Снизу, из городка, доносились звуки радио, доигрывающего последние танцы, гудки автомобилей и паровозов, неясный лай собак, на который сонно откликался из своей будки лохматый Мутон.
За окнами ветерок перебирал листья на деревьях. По-деревенски пахло сеном и по-городски — бензином: Корасон вечером привез три полные канистры. В спальне мальчиков не слышалось ни звука: они крепко спали после дневных трудов.

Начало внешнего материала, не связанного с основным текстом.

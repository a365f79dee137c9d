use actix_web::{web, HttpResponse, Responder};
use serde::{Deserialize, Serialize};

use crate::database::MongoDB;

#[derive(Serialize, Deserialize, utoipa::ToSchema)]
pub struct HealthResponse {
    pub status: String,
    pub service: String,
    pub version: String,
    pub database: String,
    pub timestamp: i64,
}

#[utoipa::path(
    get,
    path = "/health",
    tag = "Health",
    responses(
        (status = 200, description = "Service is healthy", body = HealthResponse),
        (status = 503, description = "Database unreachable", body = HealthResponse)
    )
)]
pub async fn health_check(db: web::Data<MongoDB>) -> impl Responder {
    let (status, database) = match db.ping().await {
        Ok(()) => ("healthy", "up"),
        Err(e) => {
            log::error!("❌ Health check failed: {}", e);
            ("degraded", "down")
        }
    };

    let body = HealthResponse {
        status: status.to_string(),
        service: "true-feedback".to_string(),
        version: env!("CARGO_PKG_VERSION").to_string(),
        database: database.to_string(),
        timestamp: chrono::Utc::now().timestamp(),
    };

    if database == "up" {
        HttpResponse::Ok().json(body)
    } else {
        HttpResponse::ServiceUnavailable().json(body)
    }
}
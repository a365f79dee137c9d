use actix_web::{http::StatusCode, HttpResponse};
use std::collections::BTreeMap;
use std::fmt;

use crate::models::ApiResponse;

/// Field name -> validation messages, in the flattened field-error shape
pub type FieldErrors = BTreeMap<String, Vec<String>>;

const DUPLICATE_KEY_CODE: i32 = 11000;

#[derive(Debug)]
pub enum AppError {
    Validation { message: String, errors: FieldErrors },
    BadRequest(String),
    NotFound(String),
    Unauthorized(String),
    Forbidden(String),
    Conflict(String),
    DatabaseError(String),
    MailError(String),
    Internal(String),
}

impl fmt::Display for AppError {
    fn fmt(&self, f: &mut fmt::Formatter<'_>) -> fmt::Result {
        match self {
            AppError::Validation { message, .. } => write!(f, "{}", message),
            AppError::BadRequest(msg)
            | AppError::NotFound(msg)
            | AppError::Unauthorized(msg)
            | AppError::Forbidden(msg)
            | AppError::Conflict(msg)
            | AppError::MailError(msg) => write!(f, "{}", msg),
            AppError::DatabaseError(msg) => write!(f, "Database error: {}", msg),
            AppError::Internal(msg) => write!(f, "Internal error: {}", msg),
        }
    }
}

impl std::error::Error for AppError {}

impl From<mongodb::error::Error> for AppError {
    fn from(err: mongodb::error::Error) -> Self {
        if is_duplicate_key(&err) {
            return AppError::Conflict("User with this username or email already exists".to_string());
        }
        AppError::DatabaseError(err.to_string())
    }
}

impl From<mongodb::bson::de::Error> for AppError {
    fn from(err: mongodb::bson::de::Error) -> Self {
        AppError::DatabaseError(format!("Failed to decode document: {}", err))
    }
}

fn is_duplicate_key(err: &mongodb::error::Error) -> bool {
    use mongodb::error::{ErrorKind, WriteFailure};

    match err.kind.as_ref() {
        ErrorKind::Write(WriteFailure::WriteError(e)) => e.code == DUPLICATE_KEY_CODE,
        ErrorKind::Command(e) => e.code == DUPLICATE_KEY_CODE,
        _ => false,
    }
}

impl AppError {
    pub fn invalid(field: &str, message: impl Into<String>) -> Self {
        let message = message.into();
        let mut errors = FieldErrors::new();
        errors.insert(field.to_string(), vec![message.clone()]);
        AppError::Validation { message, errors }
    }

    pub fn status_code(&self) -> StatusCode {
        match self {
            AppError::Validation { .. } | AppError::BadRequest(_) => StatusCode::BAD_REQUEST,
            AppError::NotFound(_) => StatusCode::NOT_FOUND,
            AppError::Unauthorized(_) => StatusCode::UNAUTHORIZED,
            AppError::Forbidden(_) => StatusCode::FORBIDDEN,
            AppError::Conflict(_) => StatusCode::CONFLICT,
            AppError::DatabaseError(_) | AppError::MailError(_) | AppError::Internal(_) => {
                StatusCode::INTERNAL_SERVER_ERROR
            }
        }
    }

    pub fn is_server_error(&self) -> bool {
        self.status_code().is_server_error()
    }

    /// Builds the JSON error response. Server-side failures are reported with
    /// `fallback` so driver messages never reach the client.
    pub fn to_response(&self, fallback: &str) -> HttpResponse {
        let body = match self {
            AppError::Validation { message, errors } => {
                ApiResponse::failure(message.clone()).with_errors(errors.clone())
            }
            AppError::MailError(msg) => ApiResponse::failure(msg.clone()),
            e if e.is_server_error() => ApiResponse::failure(fallback),
            e => ApiResponse::failure(e.to_string()),
        };

        HttpResponse::build(self.status_code()).json(body)
    }
}

#[cfg(test)]
mod tests {
    use super::*;

    #[test]
    fn test_status_mapping() {
        assert_eq!(AppError::invalid("username", "bad").status_code(), StatusCode::BAD_REQUEST);
        assert_eq!(AppError::NotFound("x".into()).status_code(), StatusCode::NOT_FOUND);
        assert_eq!(AppError::Unauthorized("x".into()).status_code(), StatusCode::UNAUTHORIZED);
        assert_eq!(AppError::Forbidden("x".into()).status_code(), StatusCode::FORBIDDEN);
        assert_eq!(AppError::Conflict("x".into()).status_code(), StatusCode::CONFLICT);
        assert_eq!(AppError::MailError("x".into()).status_code(), StatusCode::INTERNAL_SERVER_ERROR);
    }

    #[actix_web::test]
    async fn test_server_errors_hide_details() {
        let resp = AppError::DatabaseError("connection reset by peer".into())
            .to_response("Error sending message");
        assert_eq!(resp.status(), StatusCode::INTERNAL_SERVER_ERROR);

        let body = actix_web::body::to_bytes(resp.into_body()).await.unwrap();
        let json: serde_json::Value = serde_json::from_slice(&body).unwrap();
        assert_eq!(json["success"], false);
        assert_eq!(json["message"], "Error sending message");
    }

    #[actix_web::test]
    async fn test_validation_error_carries_field_errors() {
        let resp = AppError::invalid("code", "Verification code must be 6 digits").to_response("unused");
        let body = actix_web::body::to_bytes(resp.into_body()).await.unwrap();
        let json: serde_json::Value = serde_json::from_slice(&body).unwrap();
        assert_eq!(json["message"], "Verification code must be 6 digits");
        assert_eq!(json["errors"]["code"][0], "Verification code must be 6 digits");
    }

    fn write_error(code: i32) -> mongodb::error::Error {
        use mongodb::error::{ErrorKind, WriteError, WriteFailure};

        let write_error: WriteError = mongodb::bson::from_document(mongodb::bson::doc! {
            "code": code,
            "errmsg": "E11000 duplicate key error collection: truefeedback.users index: username_1",
        })
        .unwrap();
        ErrorKind::Write(WriteFailure::WriteError(write_error)).into()
    }

    fn command_error(code: i32) -> mongodb::error::Error {
        use mongodb::error::{CommandError, ErrorKind};

        let command_error: CommandError = mongodb::bson::from_document(mongodb::bson::doc! {
            "code": code,
            "codeName": "DuplicateKey",
        })
        .unwrap();
        ErrorKind::Command(command_error).into()
    }

    #[test]
    fn test_duplicate_key_maps_to_conflict() {
        assert!(matches!(AppError::from(write_error(11000)), AppError::Conflict(_)));
        assert!(matches!(AppError::from(command_error(11000)), AppError::Conflict(_)));
        assert_eq!(
            AppError::from(write_error(11000)).status_code(),
            StatusCode::CONFLICT
        );
    }

    #[test]
    fn test_other_driver_errors_stay_database_errors() {
        assert!(matches!(AppError::from(write_error(121)), AppError::DatabaseError(_)));
        assert!(matches!(AppError::from(command_error(2)), AppError::DatabaseError(_)));
    }
}
mod api;
mod config;
mod database;
mod middleware;
mod models;
mod services;
mod utils;

use actix_cors::Cors;
use actix_web::{http::header, middleware::Logger, web, App, HttpServer};
use dotenv::dotenv;
use std::sync::Arc;
use utoipa::OpenApi;
use utoipa_swagger_ui::SwaggerUi;

use crate::config::AppConfig;
use crate::services::Mailer;

#[actix_web::main]
async fn main() -> std::io::Result<()> {
    // Load environment variables
    dotenv().ok();

    // Initialize logger
    env_logger::init_from_env(env_logger::Env::new().default_filter_or("info"));

    let config = AppConfig::from_env().map_err(|e| {
        log::error!("❌ Invalid configuration: {}", e);
        std::io::Error::new(std::io::ErrorKind::InvalidInput, e.to_string())
    })?;

    log::info!("🚀 Starting True Feedback service...");
    log::info!("📊 Database: {}", config.db_name);

    // Initialize MongoDB connection
    let db = database::MongoDB::new(&config.mongodb_uri, &config.db_name)
        .await
        .map_err(|e| {
            log::error!("❌ Failed to connect to MongoDB: {}", e);
            std::io::Error::new(std::io::ErrorKind::ConnectionRefused, e.to_string())
        })?;

    log::info!("✅ MongoDB connected successfully");

    let mailer: Arc<dyn Mailer> = Arc::from(services::build_mailer(&config.mail));

    let db_data = web::Data::new(db);
    let mailer_data: web::Data<dyn Mailer> = web::Data::from(mailer);
    let config_data = web::Data::new(config.clone());

    log::info!("🌐 Server starting on {}:{}", config.host, config.port);
    log::info!("📚 Swagger UI available at: http://{}:{}/swagger-ui/", config.host, config.port);

    let openapi = api::swagger::ApiDoc::openapi();

    HttpServer::new(move || {
        let cors = config_data
            .allowed_origins
            .iter()
            .fold(Cors::default(), |cors, origin| cors.allowed_origin(origin))
            .allowed_methods(vec!["GET", "POST", "DELETE", "OPTIONS"])
            .allowed_headers(vec![header::AUTHORIZATION, header::CONTENT_TYPE, header::ACCEPT])
            .supports_credentials()
            .max_age(3600);

        App::new()
            .app_data(db_data.clone())
            .app_data(mailer_data.clone())
            .app_data(config_data.clone())
            .wrap(cors)
            .wrap(middleware::SecurityHeaders)
            .wrap(Logger::default())
            .service(
                SwaggerUi::new("/swagger-ui/{_:.*}")
                    .url("/api-docs/openapi.json", openapi.clone()),
            )
            .configure(api::configure)
    })
    .bind((config.host.as_str(), config.port))?
    .run()
    .await
}
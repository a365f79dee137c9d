use actix_web::{web, HttpResponse};

use crate::config::AppConfig;
use crate::database::MongoDB;
use crate::services::auth_service::{
    self, Claims, ResendCodeRequest, SessionResponse, SigninRequest, SigninResponse,
    SignupRequest, VerifyRequest,
};
use crate::services::Mailer;

use super::failure;

#[utoipa::path(
    post,
    path = "/api/v1/auth/signup",
    tag = "Auth",
    request_body = SignupRequest,
    responses(
        (status = 201, description = "Account created, verification code emailed"),
        (status = 400, description = "Invalid input, username taken or email already registered"),
        (status = 500, description = "Verification email could not be sent")
    )
)]
pub async fn signup(
    db: web::Data<MongoDB>,
    mailer: web::Data<dyn Mailer>,
    request: web::Json<SignupRequest>,
) -> HttpResponse {
    log::info!("📝 POST /auth/signup - username: {}", request.username);

    match auth_service::signup(&db, mailer.get_ref(), &request).await {
        Ok(response) => HttpResponse::Created().json(response),
        Err(e) => failure("POST /auth/signup", &e, "Server error while registering user"),
    }
}

#[utoipa::path(
    post,
    path = "/api/v1/auth/verify",
    tag = "Auth",
    request_body = VerifyRequest,
    responses(
        (status = 200, description = "Account verified"),
        (status = 400, description = "Invalid, incorrect or expired code"),
        (status = 404, description = "User not found")
    )
)]
pub async fn verify(db: web::Data<MongoDB>, request: web::Json<VerifyRequest>) -> HttpResponse {
    log::info!("✓ POST /auth/verify - username: {}", request.username);

    match auth_service::verify(&db, &request).await {
        Ok(response) => HttpResponse::Ok().json(response),
        Err(e) => failure("POST /auth/verify", &e, "Server error while verifying user"),
    }
}

#[utoipa::path(
    post,
    path = "/api/v1/auth/resend-code",
    tag = "Auth",
    request_body = ResendCodeRequest,
    responses(
        (status = 200, description = "A fresh code was emailed"),
        (status = 404, description = "No pending verification for this username")
    )
)]
pub async fn resend_code(
    db: web::Data<MongoDB>,
    mailer: web::Data<dyn Mailer>,
    request: web::Json<ResendCodeRequest>,
) -> HttpResponse {
    log::info!("🔁 POST /auth/resend-code - username: {}", request.username);

    match auth_service::resend_code(&db, mailer.get_ref(), &request).await {
        Ok(response) => HttpResponse::Ok().json(response),
        Err(e) => failure("POST /auth/resend-code", &e, "Server error while sending code"),
    }
}

#[utoipa::path(
    post,
    path = "/api/v1/auth/signin",
    tag = "Auth",
    request_body = SigninRequest,
    responses(
        (status = 200, description = "Signed in", body = SigninResponse),
        (status = 401, description = "Unknown user or incorrect password"),
        (status = 403, description = "Account not verified yet")
    )
)]
pub async fn signin(
    db: web::Data<MongoDB>,
    config: web::Data<AppConfig>,
    request: web::Json<SigninRequest>,
) -> HttpResponse {
    log::info!("🔐 POST /auth/signin - identifier: {}", request.identifier);

    match auth_service::signin(&db, &config.jwt, &request).await {
        Ok(response) => HttpResponse::Ok().json(response),
        Err(e) => failure(
            "POST /auth/signin",
            &e,
            "Authentication failed. Please try again later.",
        ),
    }
}

#[utoipa::path(
    get,
    path = "/api/v1/auth/session",
    tag = "Auth",
    responses(
        (status = 200, description = "Current session user", body = SessionResponse),
        (status = 401, description = "Unauthorized")
    ),
    security(
        ("bearer_auth" = [])
    )
)]
pub async fn session(
    db: web::Data<MongoDB>,
    config: web::Data<AppConfig>,
    claims: web::ReqData<Claims>,
) -> HttpResponse {
    log::info!("👤 GET /auth/session - user: {}", claims.username);

    match auth_service::session(&db, &config, &claims).await {
        Ok(response) => HttpResponse::Ok().json(response),
        Err(e) => failure("GET /auth/session", &e, "Error fetching session"),
    }
}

А в спальне девочек шелестел прерывистый горячий шепот.
Ночные разговоры! У кого их не было в жизни! Кто не помнит эти темные теплые часы, когда в тишине уснувшего дома так открыто и хорошо говорится с другом!
В узкие переулки между кроватями свешиваются растрепанные головы, при свете звезд поблескивают, совсем не похожие на дневные, глубокие, таинственные глаза, и ночь полна вздохов, пауз, неожиданных признаний.
Раздвигаются стены — видно будущее, полное красок, движения, звуков, как сцена из волшебного спектакля. На простор, словно легкий, скользящий по волнам парусник, выплывает мечта.
И никогда так полно и широко не отдает себя человек дружбе, как в эти часы ночных разговоров. Кажется, нет такого, чего ты не сказал бы другу! Разволнованный тишиной, темнотой, внимательным сочувствием того, кто чуть белеет во тьме, поверяешь все, что было глубоко скрыто в сердце: свои мечтания и опасения, свои радости и тяготы, даже те, что самому тебе до сих пор казались смутными.